Path movement is yet to be added to Construct, but it's happening sooner or later. What you have described above is completely possible with construct, though a path movement behaviour would make things a little easier...

You would have to (without using a lot of math):

1. create a sprite that is long and thin, like string. set the hotspot to one end and the action point to the other end

2. rotate the object using an event "always > rotate clockwise"

3. create your "ball" object, tell it to stick to the action point of the "string". Give this "ball" object either the bullet or ball behaviour.

4. if the "ball" is touched, destroy the string and set the behaviour ot accelerate the "ball" away.



Now, there are 101 ways of doing that... if you are good at math, you can try something like: (Thanks to Ashley for this next bit)

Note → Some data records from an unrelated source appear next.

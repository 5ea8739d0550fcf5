//! Dot-separated path into a value, e.g. `user.address.city`.
use super::super::Value;

use std::borrow::Cow;

/// Path to a value inside the context.
#[derive(Debug, Clone, PartialEq)]
pub struct Path {
    path: String,
}

impl Path {
    pub fn new(path: &str) -> Self {
        Self {
            path: path.to_string(),
        }
    }

    /// Path segments, i.e. the names between dots.
    pub fn segments(&self) -> impl Iterator<Item = &str> {
        self.path.split('.')
    }

    /// Follow the path starting at `context`.
    ///
    /// Each segment reads a hash key or a record field from the value found
    /// by the previous segment. If any segment can't be read, the path doesn't
    /// resolve and `None` is returned. The context is never modified.
    pub fn resolve<'a>(&self, context: &'a Value) -> Option<Cow<'a, Value>> {
        let mut current = Cow::Borrowed(context);

        for segment in self.segments() {
            current = match current {
                Cow::Borrowed(value) => value.get(segment)?,
                // Owned values come from records, so nothing can borrow from them
                // past this step.
                Cow::Owned(value) => Cow::Owned(value.get(segment)?.into_owned()),
            };
        }

        Some(current)
    }

    pub fn as_str(&self) -> &str {
        &self.path
    }
}

impl std::fmt::Display for Path {
    fn fmt(&self, f: &mut std::fmt::Formatter) -> std::fmt::Result {
        write!(f, "{}", self.path)
    }
}
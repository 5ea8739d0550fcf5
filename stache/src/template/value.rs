//! The basic building block of template data: the value.
//!
//! Everything a template can read, like strings, numbers, lists, hashes
//! or records provided by the host application, is represented using the value.
//! A render context is a value too, usually a hash.
use serde::Serialize;

use super::Error;

use std::borrow::Cow;
use std::collections::HashMap;
use std::fmt::Debug;
use std::sync::Arc;

/// Named field access for host values.
///
/// Implement this on structs that should be readable from templates
/// without converting them into a [`Value::Hash`] first.
///
/// ```
/// use stache::prelude::*;
/// use std::sync::Arc;
///
/// #[derive(Debug)]
/// struct User {
///     email: String,
/// }
///
/// impl Fields for User {
///     fn field(&self, name: &str) -> Option<Value> {
///         match name {
///             "email" => Some(Value::String(self.email.clone())),
///             _ => None,
///         }
///     }
/// }
///
/// let mut context = Context::new();
/// context.set("user", Value::Record(Arc::new(User { email: "a@b.c".into() }))).unwrap();
///
/// assert_eq!(render("{{user.email}}", &context), "a@b.c");
/// ```
pub trait Fields: Debug + Send + Sync {
    /// Read the field called `name`. `None` if there is no such field.
    fn field(&self, name: &str) -> Option<Value>;
}

/// A value, e.g. `5`, `"hello world"` or `{"name": "Alice"}`.
///
/// Integers are 64-bit signed. Larger unsigned integers, from JSON or from
/// `u64`/`usize`, are stored as [`Value::Float`] and lose precision:
/// `u64::MAX` prints as `18446744073709552000`.
#[derive(Debug, Clone, Default)]
pub enum Value {
    Integer(i64),
    Float(f64),
    String(String),
    Boolean(bool),
    List(Vec<Value>),
    Hash(HashMap<String, Value>),
    Record(Arc<dyn Fields>),
    #[default]
    Null,
}

impl PartialEq for Value {
    fn eq(&self, other: &Self) -> bool {
        match (self, other) {
            (Value::Integer(i1), Value::Integer(i2)) => i1 == i2,
            (Value::Float(f1), Value::Float(f2)) => f1 == f2,
            (Value::String(s1), Value::String(s2)) => s1 == s2,
            (Value::Boolean(b1), Value::Boolean(b2)) => b1 == b2,
            (Value::List(l1), Value::List(l2)) => l1 == l2,
            (Value::Hash(h1), Value::Hash(h2)) => h1 == h2,
            (Value::Record(r1), Value::Record(r2)) => Arc::ptr_eq(r1, r2),
            (Value::Null, Value::Null) => true,
            _ => false,
        }
    }
}

/// Text form of the value, used when it's printed with `{{ path }}`.
impl std::fmt::Display for Value {
    fn fmt(&self, f: &mut std::fmt::Formatter) -> std::fmt::Result {
        match self {
            Value::Integer(i) => write!(f, "{}", i),
            Value::Float(fl) => write!(f, "{}", format_float(*fl)),
            Value::String(s) => write!(f, "{}", s),
            Value::Boolean(b) => write!(f, "{}", b),
            Value::List(l) => {
                write!(f, "[")?;
                for (i, v) in l.iter().enumerate() {
                    write!(f, "{}", v)?;
                    if i < l.len() - 1 {
                        write!(f, ", ")?;
                    }
                }
                write!(f, "]")
            }
            Value::Hash(h) => {
                let mut keys = h.keys().collect::<Vec<_>>();
                keys.sort();

                write!(f, "{{")?;
                for (i, k) in keys.iter().enumerate() {
                    write!(f, "{}: {}", k, h[k.as_str()])?;
                    if i < keys.len() - 1 {
                        write!(f, ", ")?;
                    }
                }
                write!(f, "}}")
            }
            Value::Record(record) => write!(f, "{:?}", record),
            Value::Null => Ok(()),
        }
    }
}

fn format_float(float: f64) -> String {
    if float.is_nan() {
        "NaN".into()
    } else if float.is_infinite() {
        let sign = if float > 0.0 { "" } else { "-" };
        format!("{}Infinity", sign)
    } else if float == 0.0 {
        // Covers -0.0 as well.
        "0".into()
    } else {
        float.to_string()
    }
}

impl Value {
    /// If the value, when evaluated in the context of an `#if` block,
    /// would result in the block being rendered.
    ///
    /// e.g. `{{#if count}}some{{/if}}` renders "some" if `count` is `5`,
    /// but nothing if it's `0`.
    pub fn truthy(&self) -> bool {
        match self {
            Value::Boolean(b) => *b,
            Value::Integer(i) => *i != 0,
            // NaN is not equal to anything, so it's truthy. -0.0 == 0.0.
            Value::Float(f) => *f != 0.0,
            Value::String(s) => !s.is_empty(),
            Value::Null => false,
            Value::List(list) => !list.is_empty(),
            Value::Hash(hash) => !hash.is_empty(),
            Value::Record(_) => true,
        }
    }

    /// Read a named member of this value: a hash key or a record field.
    /// Other values don't have members.
    pub fn get(&self, name: &str) -> Option<Cow<'_, Value>> {
        match self {
            Value::Hash(hash) => hash.get(name).map(Cow::Borrowed),
            Value::Record(record) => record.field(name).map(Cow::Owned),
            _ => None,
        }
    }

    /// Convert anything serializable into a value, going through JSON.
    pub fn serialize<T: Serialize + ?Sized>(value: &T) -> Result<Self, Error> {
        Ok(serde_json::to_value(value)?.into())
    }

    pub fn is_null(&self) -> bool {
        matches!(self, Value::Null)
    }

    /// Name of the value kind, used in diagnostics.
    pub fn kind(&self) -> &'static str {
        match self {
            Value::Integer(_) => "integer",
            Value::Float(_) => "float",
            Value::String(_) => "string",
            Value::Boolean(_) => "boolean",
            Value::List(_) => "list",
            Value::Hash(_) => "hash",
            Value::Record(_) => "record",
            Value::Null => "null",
        }
    }
}

impl From<serde_json::Value> for Value {
    fn from(value: serde_json::Value) -> Self {
        use serde_json::Value as Json;

        match value {
            Json::Null => Value::Null,
            Json::Bool(b) => Value::Boolean(b),
            Json::Number(n) => match n.as_i64() {
                Some(i) => Value::Integer(i),
                None => Value::Float(n.as_f64().unwrap_or(f64::NAN)),
            },
            Json::String(s) => Value::String(s),
            Json::Array(list) => Value::List(list.into_iter().map(Value::from).collect()),
            Json::Object(hash) => {
                Value::Hash(hash.into_iter().map(|(k, v)| (k, Value::from(v))).collect())
            }
        }
    }
}

impl TryFrom<Value> for serde_json::Value {
    type Error = Error;

    fn try_from(value: Value) -> Result<serde_json::Value, Self::Error> {
        use serde_json::value::Number;
        match value {
            Value::Integer(i) => Ok(serde_json::Value::Number(i.into())),
            Value::Float(f) => Number::from_f64(f)
                .map(serde_json::Value::Number)
                .ok_or(Error::NotJson("non-finite float")),
            Value::String(s) => Ok(serde_json::Value::String(s)),
            Value::Boolean(b) => Ok(serde_json::Value::Bool(b)),
            Value::List(l) => {
                let mut list = vec![];
                for v in l {
                    list.push(v.try_into()?);
                }
                Ok(serde_json::Value::Array(list))
            }
            Value::Hash(h) => {
                let mut hash = serde_json::Map::new();
                for (k, v) in h {
                    hash.insert(k, v.try_into()?);
                }
                Ok(serde_json::Value::Object(hash))
            }
            Value::Record(_) => Err(Error::NotJson("record")),
            Value::Null => Ok(serde_json::Value::Null),
        }
    }
}

/// Convert a Rust type into a template value.
pub trait ToValue {
    fn to_value(&self) -> Result<Value, Error>;
}

impl ToValue for String {
    fn to_value(&self) -> Result<Value, Error> {
        Ok(Value::String(self.clone()))
    }
}

impl ToValue for &str {
    fn to_value(&self) -> Result<Value, Error> {
        Ok(Value::String(self.to_string()))
    }
}

macro_rules! impl_integer {
    ($ty:ty) => {
        impl ToValue for $ty {
            fn to_value(&self) -> Result<Value, Error> {
                Ok(Value::Integer(*self as i64))
            }
        }
    };
}

impl_integer!(i64);
impl_integer!(i32);
impl_integer!(i16);
impl_integer!(i8);
impl_integer!(u32);
impl_integer!(u16);
impl_integer!(u8);

macro_rules! impl_wide_integer {
    ($ty:ty) => {
        impl ToValue for $ty {
            fn to_value(&self) -> Result<Value, Error> {
                Ok(match i64::try_from(*self) {
                    Ok(i) => Value::Integer(i),
                    Err(_) => Value::Float(*self as f64),
                })
            }
        }
    };
}

impl_wide_integer!(u64);
impl_wide_integer!(usize);

impl ToValue for f64 {
    fn to_value(&self) -> Result<Value, Error> {
        Ok(Value::Float(*self))
    }
}

impl ToValue for f32 {
    fn to_value(&self) -> Result<Value, Error> {
        Ok(Value::Float(*self as f64))
    }
}

impl ToValue for bool {
    fn to_value(&self) -> Result<Value, Error> {
        Ok(Value::Boolean(*self))
    }
}

impl ToValue for time::OffsetDateTime {
    fn to_value(&self) -> Result<Value, Error> {
        let fmt = time::format_description::well_known::Rfc2822;
        Ok(Value::String(self.format(&fmt)?))
    }
}

impl<T: ToValue> ToValue for Option<T> {
    fn to_value(&self) -> Result<Value, Error> {
        match self {
            Some(value) => value.to_value(),
            None => Ok(Value::Null),
        }
    }
}

impl<T: ToValue> ToValue for &[T] {
    fn to_value(&self) -> Result<Value, Error> {
        let mut values = vec![];
        for v in self.iter() {
            values.push(v.to_value()?);
        }
        Ok(Value::List(values))
    }
}

impl<T: ToValue> ToValue for Vec<T> {
    fn to_value(&self) -> Result<Value, Error> {
        self.as_slice().to_value()
    }
}

impl<T: ToValue> ToValue for HashMap<String, T> {
    fn to_value(&self) -> Result<Value, Error> {
        let mut result = HashMap::new();
        for (key, value) in self.iter() {
            result.insert(key.clone(), value.to_value()?);
        }

        Ok(Value::Hash(result))
    }
}

impl<T: Fields + 'static> ToValue for Arc<T> {
    fn to_value(&self) -> Result<Value, Error> {
        Ok(Value::Record(self.clone()))
    }
}

impl ToValue for Value {
    fn to_value(&self) -> Result<Value, Error> {
        Ok(self.clone())
    }
}

impl ToValue for serde_json::Value {
    fn to_value(&self) -> Result<Value, Error> {
        Ok(self.clone().into())
    }
}
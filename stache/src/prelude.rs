//! Includes all necessary types and traits to render templates.
pub use crate::config::Config;
pub use crate::logging::Logger;
pub use crate::template::{render, Context, Error, Fields, Renderer, ToValue, Value};
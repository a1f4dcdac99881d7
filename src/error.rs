use std::path::PathBuf;

/// Fatal conditions raised while building candidates.
///
/// Every variant aborts the run; nothing is written once one of these is returned.
#[derive(Debug, thiserror::Error)]
pub enum Error {
    #[error("I/O error: {source} ({path})")]
    Io {
        source: std::io::Error,
        path: PathBuf,
    },

    #[error("FASTA parsing error in {path}: {message}")]
    Fasta { path: PathBuf, message: String },

    #[error("malformed alignment line {line}: {reason}")]
    MalformedLine { line: usize, reason: String },

    #[error("unrecognized strand '{value}' (expected '+' or '-')")]
    InvalidStrand { value: String },

    #[error("invalid mismatch descriptor '{descriptor}': {reason}")]
    InvalidMismatch { descriptor: String, reason: String },

    #[error("mismatch descriptor '{descriptor}' maps outside a fragment of length {len}")]
    MismatchOutOfRange { descriptor: String, len: usize },

    #[error("read name '{name}' must contain exactly one '{delimiter}', found {count}")]
    CollapseDelimiter {
        name: String,
        delimiter: char,
        count: usize,
    },

    #[error("read '{identifier}' has more than one alignment and the collision policy rejects duplicates")]
    DuplicateAlignment { identifier: String },

    #[error("sequence stored for '{identifier}' does not match the sequence encountered for '{encountered_by}'")]
    InconsistentSequence {
        identifier: String,
        encountered_by: String,
    },

    #[error("cannot find fragment {fragment} within read '{identifier}' ({full_sequence})")]
    FragmentNotFound {
        identifier: String,
        fragment: String,
        full_sequence: String,
    },

    #[error("candidate '{header}' was produced twice")]
    DuplicateCandidate { header: String },

    #[error("record '{identifier}' contains a non-UTF-8 sequence")]
    InvalidSequence { identifier: String },
}

impl Error {
    /// Convenience for wrapping an `io::Error` with a path context.
    pub fn io(source: std::io::Error, path: impl Into<PathBuf>) -> Self {
        Self::Io {
            source,
            path: path.into(),
        }
    }
}

pub type Result<T> = std::result::Result<T, Error>;
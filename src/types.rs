use crate::error::Error;
use std::fmt;
use std::str::FromStr;

// Fast hash maps using AHash instead of the default SipHash.
// Also import `HashMapExt` when you need `::new()` or `::with_capacity()`.
pub type HashMap<K, V> = ahash::HashMap<K, V>;
pub use ahash::HashMapExt;

/// Alignment orientation as reported by the aligner.
#[derive(Debug, Clone, Copy, PartialEq, Eq, Hash)]
pub enum Strand {
    Forward,
    Reverse,
}

impl Strand {
    pub fn as_char(self) -> char {
        match self {
            Strand::Forward => '+',
            Strand::Reverse => '-',
        }
    }
}

impl FromStr for Strand {
    type Err = Error;

    fn from_str(s: &str) -> Result<Self, Self::Err> {
        match s {
            "+" => Ok(Strand::Forward),
            "-" => Ok(Strand::Reverse),
            _ => Err(Error::InvalidStrand { value: s.to_string() }),
        }
    }
}

impl fmt::Display for Strand {
    fn fmt(&self, f: &mut fmt::Formatter<'_>) -> fmt::Result {
        write!(f, "{}", self.as_char())
    }
}

/// Which side of the aligned fragment a flank sits on.
#[derive(Debug, Clone, Copy, PartialEq, Eq, Hash)]
pub enum FlankKind {
    Upstream,
    Downstream,
}

impl FlankKind {
    pub fn as_str(self) -> &'static str {
        match self {
            FlankKind::Upstream => "upstream",
            FlankKind::Downstream => "downstream",
        }
    }
}

impl fmt::Display for FlankKind {
    fn fmt(&self, f: &mut fmt::Formatter<'_>) -> fmt::Result {
        f.write_str(self.as_str())
    }
}
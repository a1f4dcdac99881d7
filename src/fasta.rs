use crate::error::{Error, Result};
use needletail::{parse_fastx_reader, FastxReader};
use std::fs::File;
use std::io::{BufRead, BufReader, Read};
use std::path::{Path, PathBuf};
use tracing::{debug, info};

const PROGRESS_INTERVAL: u64 = 100_000;

/// A read as it appears in the (collapsed or uncollapsed) FASTA.
#[derive(Debug, Clone, PartialEq, Eq)]
pub struct FullSequenceRecord {
    pub identifier: String,
    pub full_sequence: String,
}

impl FullSequenceRecord {
    pub fn new(identifier: impl Into<String>, full_sequence: impl Into<String>) -> Self {
        Self {
            identifier: identifier.into(),
            full_sequence: full_sequence.into(),
        }
    }
}

/// Streams FASTA records one at a time. Plain or gzip input; multi-line records are joined.
/// An empty source yields no records.
pub struct FastaReader {
    reader: Option<Box<dyn FastxReader>>,
    path: PathBuf,
    records_read: u64,
}

impl FastaReader {
    pub fn open(path: &Path) -> Result<Self> {
        let file = File::open(path).map_err(|e| Error::io(e, path))?;
        Self::with_label(file, path.to_path_buf())
    }

    /// Read FASTA from any byte source; `label` stands in for a path in messages.
    pub fn from_reader<R: Read + Send + 'static>(source: R, label: &str) -> Result<Self> {
        Self::with_label(source, PathBuf::from(label))
    }

    fn with_label<R: Read + Send + 'static>(source: R, path: PathBuf) -> Result<Self> {
        let mut source = BufReader::new(source);
        let is_empty = source
            .fill_buf()
            .map_err(|e| Error::io(e, &path))?
            .is_empty();
        if is_empty {
            debug!(path = %path.display(), "empty FASTA");
            return Ok(Self {
                reader: None,
                path,
                records_read: 0,
            });
        }

        let reader = parse_fastx_reader(source).map_err(|e| Error::Fasta {
            path: path.clone(),
            message: format!("failed to open FASTA: {}", e),
        })?;
        Ok(Self {
            reader: Some(reader),
            path,
            records_read: 0,
        })
    }

    fn next_record(&mut self) -> Option<Result<FullSequenceRecord>> {
        let record = match self.reader.as_mut()?.next()? {
            Ok(record) => record,
            Err(e) => {
                return Some(Err(Error::Fasta {
                    path: self.path.clone(),
                    message: format!("failed to parse FASTA record: {}", e),
                }))
            }
        };

        // Header text after the first whitespace is a description, not part of the id.
        let identifier = String::from_utf8_lossy(record.id())
            .split_whitespace()
            .next()
            .unwrap_or("")
            .to_string();
        let full_sequence = match String::from_utf8(record.seq().into_owned()) {
            Ok(seq) => seq,
            Err(_) => return Some(Err(Error::InvalidSequence { identifier })),
        };

        if self.records_read % PROGRESS_INTERVAL == 0 && self.records_read > 0 {
            info!(path = %self.path.display(), records = self.records_read, "reading FASTA");
        }
        self.records_read += 1;

        Some(Ok(FullSequenceRecord {
            identifier,
            full_sequence,
        }))
    }
}

impl Iterator for FastaReader {
    type Item = Result<FullSequenceRecord>;

    fn next(&mut self) -> Option<Self::Item> {
        self.next_record()
    }
}
use crate::error::{Error, Result};
use crate::types::Strand;
use tracing::warn;

/// Number of tab-separated columns in a bowtie (v1) default output line.
pub const ALIGNMENT_COLUMNS: usize = 8;

/// One `position:reference>read` entry from the bowtie mismatch column.
#[derive(Debug, Clone, PartialEq, Eq)]
pub struct MismatchDescriptor {
    /// 0-based offset in the aligner's forward-read coordinates.
    pub position: usize,
    pub reference_base: u8,
    pub aligned_base: u8,
}

impl MismatchDescriptor {
    pub fn parse(descriptor: &str) -> Result<Self> {
        let invalid = |reason: &str| Error::InvalidMismatch {
            descriptor: descriptor.to_string(),
            reason: reason.to_string(),
        };

        let (pos, change) = descriptor
            .split_once(':')
            .ok_or_else(|| invalid("missing ':' separator"))?;
        let position = pos
            .trim()
            .parse::<usize>()
            .map_err(|_| invalid("position is not a non-negative integer"))?;
        let (reference, aligned) = change
            .split_once('>')
            .ok_or_else(|| invalid("missing '>' separator"))?;

        Ok(Self {
            position,
            reference_base: single_base(reference).ok_or_else(|| invalid("reference base must be one character"))?,
            aligned_base: single_base(aligned).ok_or_else(|| invalid("read base must be one character"))?,
        })
    }

    /// Index into the fragment string this descriptor overwrites.
    ///
    /// Reverse-strand descriptors count from the 3' end of the fragment as printed.
    pub fn fragment_index(&self, strand: Strand, len: usize) -> Option<usize> {
        if self.position >= len {
            return None;
        }
        match strand {
            Strand::Forward => Some(self.position),
            Strand::Reverse => Some(len - 1 - self.position),
        }
    }
}

fn single_base(s: &str) -> Option<u8> {
    match s.as_bytes() {
        [b] if b.is_ascii_graphic() => Some(*b),
        _ => None,
    }
}

/// One line of bowtie output, with the miRNA as query and the read as reference.
#[derive(Debug, Clone)]
pub struct AlignmentRecord {
    /// miRNA identifier.
    pub query_name: String,
    pub strand: Strand,
    /// Collapsed read name, still carrying its `#` suffix.
    pub reference_name: String,
    pub offset: u64,
    /// Read-derived fragment, already strand-corrected by the aligner.
    pub aligned_sequence: String,
    pub qualities: String,
    /// Column 7: alternative alignment ceiling (carried, never interpreted).
    pub alignment_ceiling: String,
    pub mismatches: Vec<MismatchDescriptor>,
}

impl AlignmentRecord {
    /// Parse one bowtie line. `line_no` is 1-based and only used for error reporting.
    pub fn parse(line: &str, line_no: usize) -> Result<Self> {
        let line = line.trim_end_matches(['\n', '\r']);
        let fields: Vec<&str> = line.split('\t').collect();
        if fields.len() != ALIGNMENT_COLUMNS {
            return Err(Error::MalformedLine {
                line: line_no,
                reason: format!(
                    "expected {} tab-separated columns, found {}",
                    ALIGNMENT_COLUMNS,
                    fields.len()
                ),
            });
        }

        let strand: Strand = fields[1].parse()?;
        let offset = fields[3].parse::<u64>().map_err(|_| Error::MalformedLine {
            line: line_no,
            reason: format!("offset '{}' is not a non-negative integer", fields[3]),
        })?;
        if !fields[4].is_ascii() {
            return Err(Error::MalformedLine {
                line: line_no,
                reason: "aligned sequence contains non-ASCII characters".to_string(),
            });
        }

        let mismatches = if fields[7].is_empty() {
            Vec::new()
        } else {
            fields[7]
                .split(',')
                .map(MismatchDescriptor::parse)
                .collect::<Result<Vec<_>>>()?
        };

        Ok(Self {
            query_name: fields[0].to_string(),
            strand,
            reference_name: fields[2].to_string(),
            offset,
            aligned_sequence: fields[4].to_string(),
            qualities: fields[5].to_string(),
            alignment_ceiling: fields[6].to_string(),
            mismatches,
        })
    }
}

/// The read-side sequence implied by an alignment record.
#[derive(Debug, Clone, PartialEq, Eq)]
pub struct Reconstruction {
    pub reference_name: String,
    pub fragment: String,
    pub strand: Strand,
    pub source_label: String,
    pub mismatches: usize,
    /// Descriptors whose read base disagreed with the fragment.
    pub base_warnings: usize,
}

/// Rebuild the reference (read) fragment by undoing every mismatch the aligner reported.
///
/// A descriptor whose read base disagrees with the live fragment is logged and still applied.
pub fn reconstruct(record: AlignmentRecord) -> Result<Reconstruction> {
    let mut fragment = record.aligned_sequence.into_bytes();
    let len = fragment.len();
    let mut base_warnings = 0usize;

    for mismatch in &record.mismatches {
        let idx = mismatch
            .fragment_index(record.strand, len)
            .ok_or_else(|| Error::MismatchOutOfRange {
                descriptor: format!(
                    "{}:{}>{}",
                    mismatch.position,
                    mismatch.reference_base as char,
                    mismatch.aligned_base as char
                ),
                len,
            })?;

        if fragment[idx] != mismatch.aligned_base {
            base_warnings += 1;
            warn!(
                read = %record.reference_name,
                mirna = %record.query_name,
                strand = %record.strand,
                position = idx,
                expected = %(mismatch.aligned_base as char),
                found = %(fragment[idx] as char),
                "mismatch descriptor disagrees with aligned sequence"
            );
        }
        fragment[idx] = mismatch.reference_base;
    }

    let fragment = String::from_utf8(fragment).map_err(|_| Error::InvalidSequence {
        identifier: record.reference_name.clone(),
    })?;

    Ok(Reconstruction {
        reference_name: record.reference_name,
        fragment,
        strand: record.strand,
        source_label: record.query_name,
        mismatches: record.mismatches.len(),
        base_warnings,
    })
}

To rotate an object A degrees around point P:

Set 'distance' to distance(Object.X, Object.Y, P.X, P.Y)
Set 'angle' to angle(Object.X, Object.Y, P.X, P.Y)

Set X to P.X + cos(angle + A) * distance
Set Y to P.Y + sin(angle + A) * distance

Then you can use some more fancy math to make your object fly away on contact with something else...

There is no instant answer, since Construct is more powerful than MMF, there are so many ways to do the same thing... really it comes down to creative thinking and logic/puzzle solving. If you can think of a way it would work, chances are you can make it happen.

For pathing, you could even create several "points" objects that your "ball" follows... going to the first point, then the nest, then the next etc.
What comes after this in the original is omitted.